Stabilis Solutions, Inc. (the “Company”) announced that it has appointed Westervelt T. “Westy” Ballard, Jr., age 49, as its president and chief executive officer, effective August 23, 2021 Mr. Ballard will replace James C. “Jim” Reddinger, who has resigned as the Company’s president, chief executive officer and director to pursue other opportunities. Mr. Ballard has also been appointed to the Company’s board of directors (the “Board”). Simultaneously, the Company’s founder and executive chairman, J. Casey Crenshaw, will relinquish his operational responsibilities and become the non-executive chairman of the Board.
Prior to joining the Company, Mr. Ballard served from 2018 to 2021 as executive vice president, chief financial officer and treasurer of Superior Energy Services, Inc. (“Superior”), a diversified provider of rental equipment, manufactured products, and engineered and specialized services to the global energy industry. At Superior, Mr. Ballard served in a variety of progressive roles during his 13-year career, including as an operations executive vice president from 2012 to 2018 with full responsibility over strategic and commercial direction, capital allocation, operations, safety, and financial and administrative functions for a diversified portfolio of business lines operating in over 30 countries. Additionally, he served as vice president of corporate development from 2007 to 2012 where he was responsible for sourcing, evaluating and executing acquisitions and strategic investments globally.

Before joining Superior in 2007, Mr. Ballard was a private equity investor. Prior to joining the private sector, Mr. Ballard served as a captain in the United States Marine Corps. Mr. Ballard is a graduate of the University of Georgia and is a director of the Marine Corps-Law Enforcement Foundation.

There is no arrangement or understanding between Mr. Ballard and any other person pursuant to which Mr. Ballard was appointed to his positions with the Company. There is no family relationship between Mr. Ballard and any director or executive officer of the Company, or nominee for election as a director of the Company. There are no transactions in which Mr. Ballard has an interest requiring disclosure under Item 404(a) of Regulation S-K.

Employment Arrangements for Mr. Ballard

The Company has entered into an Employment Agreement with Mr.
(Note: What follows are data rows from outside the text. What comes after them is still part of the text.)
//! # API Errors
//!
//! The public error taxonomy. Every variant leaves the service as the JSON
//! envelope `{"msg": <string>, "status": <code>}` with the matching HTTP
//! status, so clients see one shape regardless of what went wrong.

use axum::http::StatusCode;
use axum::response::{IntoResponse, Response};
use axum::Json;
use serde::Serialize;
use thiserror::Error;

use crate::constants;

/// Result type for API operations
pub type ApiResult<T> = Result<T, ApiError>;

/// API errors
#[derive(Debug, Clone, PartialEq, Eq, Error)]
pub enum ApiError {
    // ==================
    // Client Errors (4xx)
    // ==================
    /// Malformed id, body or query parameter
    #[error("{}", constants::INVALID_PARAMETERS)]
    InvalidParameters,

    /// Requested page starts past the last record
    #[error("{}", constants::NO_ENOUGH_POEMS)]
    NotEnoughPoems,

    /// No record under this id
    #[error("{}", constants::POEM_NOT_FOUND)]
    PoemNotFound,

    /// Shared secret missing or wrong
    #[error("{}", constants::NOT_AUTHORIZED_MSG)]
    NotAuthorized,

    // ==================
    // Server Errors (5xx)
    // ==================
    /// Opaque stand-in for any store fault; the detail is already logged
    #[error("{}", constants::INTERNAL_SERVER_ERROR_MSG)]
    Internal,
}

impl ApiError {
    /// Get HTTP status code for this error
    pub fn status_code(&self) -> StatusCode {
        match self {
            // 400 Bad Request
            ApiError::InvalidParameters => StatusCode::BAD_REQUEST,
            ApiError::NotEnoughPoems => StatusCode::BAD_REQUEST,

            // 404 Not Found
            ApiError::PoemNotFound => StatusCode::NOT_FOUND,

            // 403 Forbidden
            ApiError::NotAuthorized => StatusCode::FORBIDDEN,

            // 500 Internal Server Error
            ApiError::Internal => StatusCode::INTERNAL_SERVER_ERROR,
        }
    }
}

/// Error response body
#[derive(Debug, Serialize)]
pub struct ErrorResponse {
    pub msg: String,
    pub status: u16,
}

impl From<ApiError> for ErrorResponse {
    fn from(err: ApiError) -> Self {
        Self {
            msg: err.to_string(),
            status: err.status_code().as_u16(),
        }
    }
}

impl IntoResponse for ApiError {
    fn into_response(self) -> Response {
        let status = self.status_code();
        let body = Json(ErrorResponse::from(self));
        (status, body).into_response()
    }
}

#[cfg(test)]
mod tests {
    use super::*;

    #[test]
    fn test_status_codes() {
        assert_eq!(
            ApiError::InvalidParameters.status_code(),
            StatusCode::BAD_REQUEST
        );
        assert_eq!(ApiError::NotEnoughPoems.status_code(), StatusCode::BAD_REQUEST);
        assert_eq!(ApiError::PoemNotFound.status_code(), StatusCode::NOT_FOUND);
        assert_eq!(ApiError::NotAuthorized.status_code(), StatusCode::FORBIDDEN);
        assert_eq!(
            ApiError::Internal.status_code(),
            StatusCode::INTERNAL_SERVER_ERROR
        );
    }

    #[test]
    fn test_messages_are_the_wire_constants() {
        assert_eq!(
            ApiError::InvalidParameters.to_string(),
            constants::INVALID_PARAMETERS
        );
        assert_eq!(ApiError::NotEnoughPoems.to_string(), constants::NO_ENOUGH_POEMS);
        assert_eq!(ApiError::PoemNotFound.to_string(), constants::POEM_NOT_FOUND);
        assert_eq!(
            ApiError::NotAuthorized.to_string(),
            constants::NOT_AUTHORIZED_MSG
        );
        assert_eq!(
            ApiError::Internal.to_string(),
            constants::INTERNAL_SERVER_ERROR_MSG
        );
    }

    #[test]
    fn test_envelope_shape() {
        let body = ErrorResponse::from(ApiError::PoemNotFound);
        let json = serde_json::to_value(&body).unwrap();

        assert_eq!(json["msg"], constants::POEM_NOT_FOUND);
        assert_eq!(json["status"], 404);
    }
}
Ballard effective as of August 23, 2021 (the “Employment Agreement”) pursuant to which it agreed for a term of three years (unless terminated earlier pursuant to the terms of the Employment Agreement), subject to successive one-year extensions, to employ Mr. Ballard as its President and Chief Executive Officer. The Company agreed to cause Mr. Ballard to be elected to the Board and thereafter to cause him to be nominated as a director and recommend his election to stockholders on an annual basis during the term of his employment.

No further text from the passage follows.